* TASK INSTRUCTIONS
Go line by line through the records below. Copy whichever lines contain the string "crate".

*** Opening of MATERIAL TO PROCESS ***

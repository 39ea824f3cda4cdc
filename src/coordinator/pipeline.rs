//! Per-frame path run on the device callback thread.

use crate::capture::{FrameError, RawFrame};
use crate::consumer::SampleSender;
use crate::conversion::{center_sample, decode_nv21};
use std::sync::atomic::{AtomicBool, AtomicU64, Ordering};
use std::sync::Arc;

/// Counters for the frame path.
#[derive(Debug, Clone, Copy, Default, PartialEq, Eq)]
pub struct PipelineStats {
    /// Frames delivered by the device.
    pub frames_received: u64,
    /// Frames discarded because the pipeline was disarmed.
    pub frames_dropped: u64,
    /// Frames run through the converter.
    pub frames_converted: u64,
    /// Frames rejected for inconsistent size.
    pub malformed_frames: u64,
    /// Samples handed to the consumer.
    pub samples_published: u64,
}

pub(crate) struct FramePipeline {
    armed: AtomicBool,
    samples: SampleSender,
    frames_received: AtomicU64,
    frames_dropped: AtomicU64,
    frames_converted: AtomicU64,
    malformed_frames: AtomicU64,
    samples_published: AtomicU64,
}

impl FramePipeline {
    pub(crate) fn new(samples: SampleSender) -> Self {
        Self {
            armed: AtomicBool::new(false),
            samples,
            frames_received: AtomicU64::new(0),
            frames_dropped: AtomicU64::new(0),
            frames_converted: AtomicU64::new(0),
            malformed_frames: AtomicU64::new(0),
            samples_published: AtomicU64::new(0),
        }
    }

    pub(crate) fn set_armed(&self, armed: bool) {
        self.armed.store(armed, Ordering::Release);
    }

    pub(crate) fn is_armed(&self) -> bool {
        self.armed.load(Ordering::Acquire)
    }

    pub(crate) fn notify_unavailable(&self, reason: &str) {
        if !self.samples.send_unavailable(reason) {
            tracing::debug!("no consumer for unavailable notification");
        }
    }

    fn process(&self, data: &[u8], width: u32, height: u32) -> Result<(), FrameError> {
        self.frames_received.fetch_add(1, Ordering::Relaxed);

        if !self.is_armed() {
            self.frames_dropped.fetch_add(1, Ordering::Relaxed);
            return Ok(());
        }

        let frame = RawFrame::new(data, width, height).map_err(|e| {
            self.malformed_frames.fetch_add(1, Ordering::Relaxed);
            tracing::error!(error = %e, "rejecting malformed frame");
            e
        })?;

        let rgb = decode_nv21(&frame);
        self.frames_converted.fetch_add(1, Ordering::Relaxed);
        let sample = center_sample(&rgb)?;

        if self.samples.send_sample(sample) {
            self.samples_published.fetch_add(1, Ordering::Relaxed);
        } else {
            tracing::trace!("consumer gone, sample discarded");
        }
        Ok(())
    }

    pub(crate) fn stats(&self) -> PipelineStats {
        PipelineStats {
            frames_received: self.frames_received.load(Ordering::Relaxed),
            frames_dropped: self.frames_dropped.load(Ordering::Relaxed),
            frames_converted: self.frames_converted.load(Ordering::Relaxed),
            malformed_frames: self.malformed_frames.load(Ordering::Relaxed),
            samples_published: self.samples_published.load(Ordering::Relaxed),
        }
    }
}

/// Frame callback handed to the capture device.
///
/// Cheap to clone. Each call runs conversion synchronously on the calling
/// thread and posts the resulting sample without waiting for the consumer.
#[derive(Clone)]
pub struct FrameSink {
    pipeline: Arc<FramePipeline>,
}

impl FrameSink {
    pub(crate) fn new(pipeline: Arc<FramePipeline>) -> Self {
        Self { pipeline }
    }

    /// Handles one raw NV21 frame.
    ///
    /// Disarmed frames are dropped without touching the buffer. An armed
    /// frame whose length does not match `width` x `height` is rejected
    /// and produces no sample.
    pub fn on_frame(&self, data: &[u8], width: u32, height: u32) -> Result<(), FrameError> {
        self.pipeline.process(data, width, height)
    }
}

*** Close of MATERIAL TO PROCESS ***

* RESPONSE TO THE TASK
use crate::capture::{FrameError, RawFrame};
use crate::consumer::SampleSender;
use crate::conversion::{center_sample, decode_nv21};
pub(crate) struct FramePipeline {
    pub(crate) fn new(samples: SampleSender) -> Self {
    pub(crate) fn set_armed(&self, armed: bool) {
    pub(crate) fn is_armed(&self) -> bool {
    pub(crate) fn notify_unavailable(&self, reason: &str) {
    pub(crate) fn stats(&self) -> PipelineStats {
    pub(crate) fn new(pipeline: Arc<FramePipeline>) -> Self {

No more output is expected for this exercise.